Even here at Life Bible Fellowship Church we see this erosion of community community, especially as we continue to grow. Last Sunday we had 975 people at our church, which makes this need for community even more urgent. Each month we tell participants in our Meet Life Bible Fellowship Church seminar that if you want to truly feel connected at this church, you need to be part of some kind of small group. Authentic relationships and a sense of belonging come from being part of a smaller group of people, where you pray together, care for each other, and seek to grow in the spiritual journey together. It doesn’t matter whether it’s a home Bible study like our Share & Care Groups, or a discussion group in Mom to Mom, or an informal accountability group, or a Bible study here at the church, or whatever. A sense of belonging is directly tied to our involvement in a smaller group of people we share with as a community. Back in the 1970s and early 1980s, we had as many as 80% of our people involved in these kinds of groups. Yet as hard as we try to get people into these kinds of groups, our level of involvement hovers at about 50% of our adults being in some sort of small group.

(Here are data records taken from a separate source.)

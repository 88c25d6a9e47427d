use crate::types::Millis;
use serde::{Deserialize, Serialize};

/// Guest record, welcome bonus and login defaults.
#[derive(Debug, Clone, Serialize, Deserialize)]
pub struct WalletConfig {
    /// When true, a fresh store starts with a nameless guest record
    /// holding `guest_balance` instead of no user at all.
    pub seed_guest_record: bool,
    pub guest_balance: f64,
    pub welcome_bonus: f64,
    pub default_profile_picture: String,
}

#[derive(Debug, Clone, Serialize, Deserialize)]
pub struct StakeConfig {
    pub min: f64,
    /// Increment applied by the +/- stake controls.
    pub step: f64,
    /// Fixed upper bound; the live balance caps the stake as well.
    #[serde(default)]
    pub cap: Option<f64>,
}

#[derive(Debug, Clone, Serialize, Deserialize)]
pub struct DepositConfig {
    pub min: f64,
    pub max: f64,
    pub quick_values: Vec<f64>,
}

#[derive(Debug, Clone, Serialize, Deserialize)]
pub struct SymbolConfig {
    pub id: String,
    pub icon: String,
    pub multiplier: f64,
}

#[derive(Debug, Clone, Serialize, Deserialize)]
pub struct SlotMachineConfig {
    pub win_probability: f64,
    pub symbols: Vec<SymbolConfig>,
    pub reveal_delay_min_ms: Millis,
    pub reveal_delay_max_ms: Millis,
    /// Pause between the last reel stopping and the payout.
    pub settle_delay_ms: Millis,
    pub fallback_stake: f64,
}

#[derive(Debug, Clone, Copy, Serialize, Deserialize, PartialEq, Eq, Hash)]
#[serde(rename_all = "snake_case")]
pub enum MinerTier {
    Easy,
    Medium,
    Hard,
}

#[derive(Debug, Clone, Serialize, Deserialize)]
pub struct MinerTierConfig {
    pub tier: MinerTier,
    pub bombs: usize,
    pub diamonds: usize,
    pub diamond_multiplier: f64,
}

#[derive(Debug, Clone, Serialize, Deserialize)]
pub struct MinerConfig {
    pub rows: usize,
    pub cols: usize,
    pub default_tier: MinerTier,
    pub tiers: Vec<MinerTierConfig>,
    pub fallback_stake: f64,
}

impl MinerConfig {
    pub fn cells(&self) -> usize {
        self.rows * self.cols
    }

    pub fn tier(&self, tier: MinerTier) -> Option<&MinerTierConfig> {
        self.tiers.iter().find(|t| t.tier == tier)
    }
}

#[derive(Debug, Clone, Serialize, Deserialize)]
pub struct RocketConfig {
    pub start_multiplier: f64,
    pub step: f64,
    pub tick_ms: Millis,
    /// Explosion point is drawn as 1 + u1 * u2 * scale.
    pub explosion_scale: f64,
    pub fallback_stake: f64,
}

#[derive(Debug, Clone, Serialize, Deserialize)]
pub struct CasinoConfig {
    pub wallet: WalletConfig,
    pub stake: StakeConfig,
    pub deposit: DepositConfig,
    pub slot_machine: SlotMachineConfig,
    pub miner: MinerConfig,
    pub rocket: RocketConfig,
}

impl CasinoConfig {
    /// Load from the data/ directory.
    /// In tests, use CasinoConfig::default_test().
    pub fn load(data_dir: &str) -> anyhow::Result<Self> {
        let path = format!("{data_dir}/casino.json");
        let content = std::fs::read_to_string(&path)
            .map_err(|e| anyhow::anyhow!("Cannot read {path}: {e}"))?;
        let config: CasinoConfig = serde_json::from_str(&content)
            .map_err(|e| anyhow::anyhow!("Cannot parse {path}: {e}"))?;
        config.validate()?;
        Ok(config)
    }

    fn validate(&self) -> anyhow::Result<()> {
        if self.slot_machine.symbols.is_empty() {
            anyhow::bail!("slot_machine.symbols must not be empty");
        }
        if self.slot_machine.reveal_delay_min_ms > self.slot_machine.reveal_delay_max_ms {
            anyhow::bail!("slot_machine reveal delay range is inverted");
        }
        if !(0.0..=1.0).contains(&self.slot_machine.win_probability) {
            anyhow::bail!("slot_machine.win_probability must be within [0, 1]");
        }
        for tier in &self.miner.tiers {
            if tier.bombs + tier.diamonds > self.miner.cells() {
                anyhow::bail!(
                    "miner tier {:?} places {} cells on a {}-cell grid",
                    tier.tier,
                    tier.bombs + tier.diamonds,
                    self.miner.cells()
                );
            }
        }
        if self.miner.tier(self.miner.default_tier).is_none() {
            anyhow::bail!("miner.default_tier {:?} has no tier entry", self.miner.default_tier);
        }
        if self.rocket.tick_ms == 0 {
            anyhow::bail!("rocket.tick_ms must be > 0");
        }
        if self.deposit.min > self.deposit.max {
            anyhow::bail!("deposit range is inverted");
        }
        Ok(())
    }

    /// Config with hardcoded defaults for use in unit tests.
    /// Matches data/casino.json.
    pub fn default_test() -> Self {
        let symbol = |id: &str, icon: &str, multiplier: f64| SymbolConfig {
            id: id.into(),
            icon: icon.into(),
            multiplier,
        };
        Self {
            wallet: WalletConfig {
                seed_guest_record: true,
                guest_balance: 1_500_000.0,
                welcome_bonus: 20.0,
                default_profile_picture: "https://i.pinimg.com/736x/52/40/ff/5240ff1e8f7be882259b40782086ae65.jpg".into(),
            },
            stake: StakeConfig { min: 0.25, step: 0.5, cap: None },
            deposit: DepositConfig {
                min: 0.25,
                max: 2000.0,
                quick_values: vec![10.0, 25.0, 50.0, 100.0, 200.0, 500.0],
            },
            slot_machine: SlotMachineConfig {
                win_probability: 0.13,
                symbols: vec![
                    symbol("cherry", "🍒", 2.0),
                    symbol("lemon", "🍋", 3.0),
                    symbol("apple", "🍏", 4.0),
                    symbol("ice", "🧊", 5.0),
                    symbol("star", "⭐", 10.0),
                    symbol("dollar", "💲", 50.0),
                ],
                reveal_delay_min_ms: 1000,
                reveal_delay_max_ms: 3000,
                settle_delay_ms: 350,
                fallback_stake: 0.0,
            },
            miner: MinerConfig {
                rows: 4,
                cols: 5,
                default_tier: MinerTier::Medium,
                tiers: vec![
                    MinerTierConfig { tier: MinerTier::Easy,   bombs: 5,  diamonds: 15, diamond_multiplier: 1.0 },
                    MinerTierConfig { tier: MinerTier::Medium, bombs: 8,  diamonds: 12, diamond_multiplier: 1.55 },
                    MinerTierConfig { tier: MinerTier::Hard,   bombs: 12, diamonds: 8,  diamond_multiplier: 2.25 },
                ],
                fallback_stake: 0.0,
            },
            rocket: RocketConfig {
                start_multiplier: 0.3,
                step: 0.05,
                tick_ms: 200,
                explosion_scale: 10.0,
                fallback_stake: 10.0,
            },
        }
    }
}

We hunger for community, yet it seems to elude our grasp. As we look around, we find that lots of groups in our culture are based on merit. Groups thrive on created an "in" crowd that excludes the "out" crowd. We all experienced it in high school. There were the jocks who excelled in sports, the "socials" who were popular, the "brains" who did well academically, and there were people like me who they called the "stoners," who excelled at getting into trouble. And you remember what it was like; very rarely did people cross between their group because the lines were so well defined.

Then in college it was the honor societies or the fraternities, again where involvement was based on merit. With all these groups based on merit, most of us go through life feeling like we don’t quite fit in. I was at a pastors conference in San Diego all week this week with 1700 other pastors, and even in the midst of ministry colleagues I constantly fought a sneaking suspicion that if these people really knew me they’d kick me out. We constantly compare what we do know about ourselves to what we don’t know about each other. Or as they taught me in AA, we compare our "inside" to other people’s "outside."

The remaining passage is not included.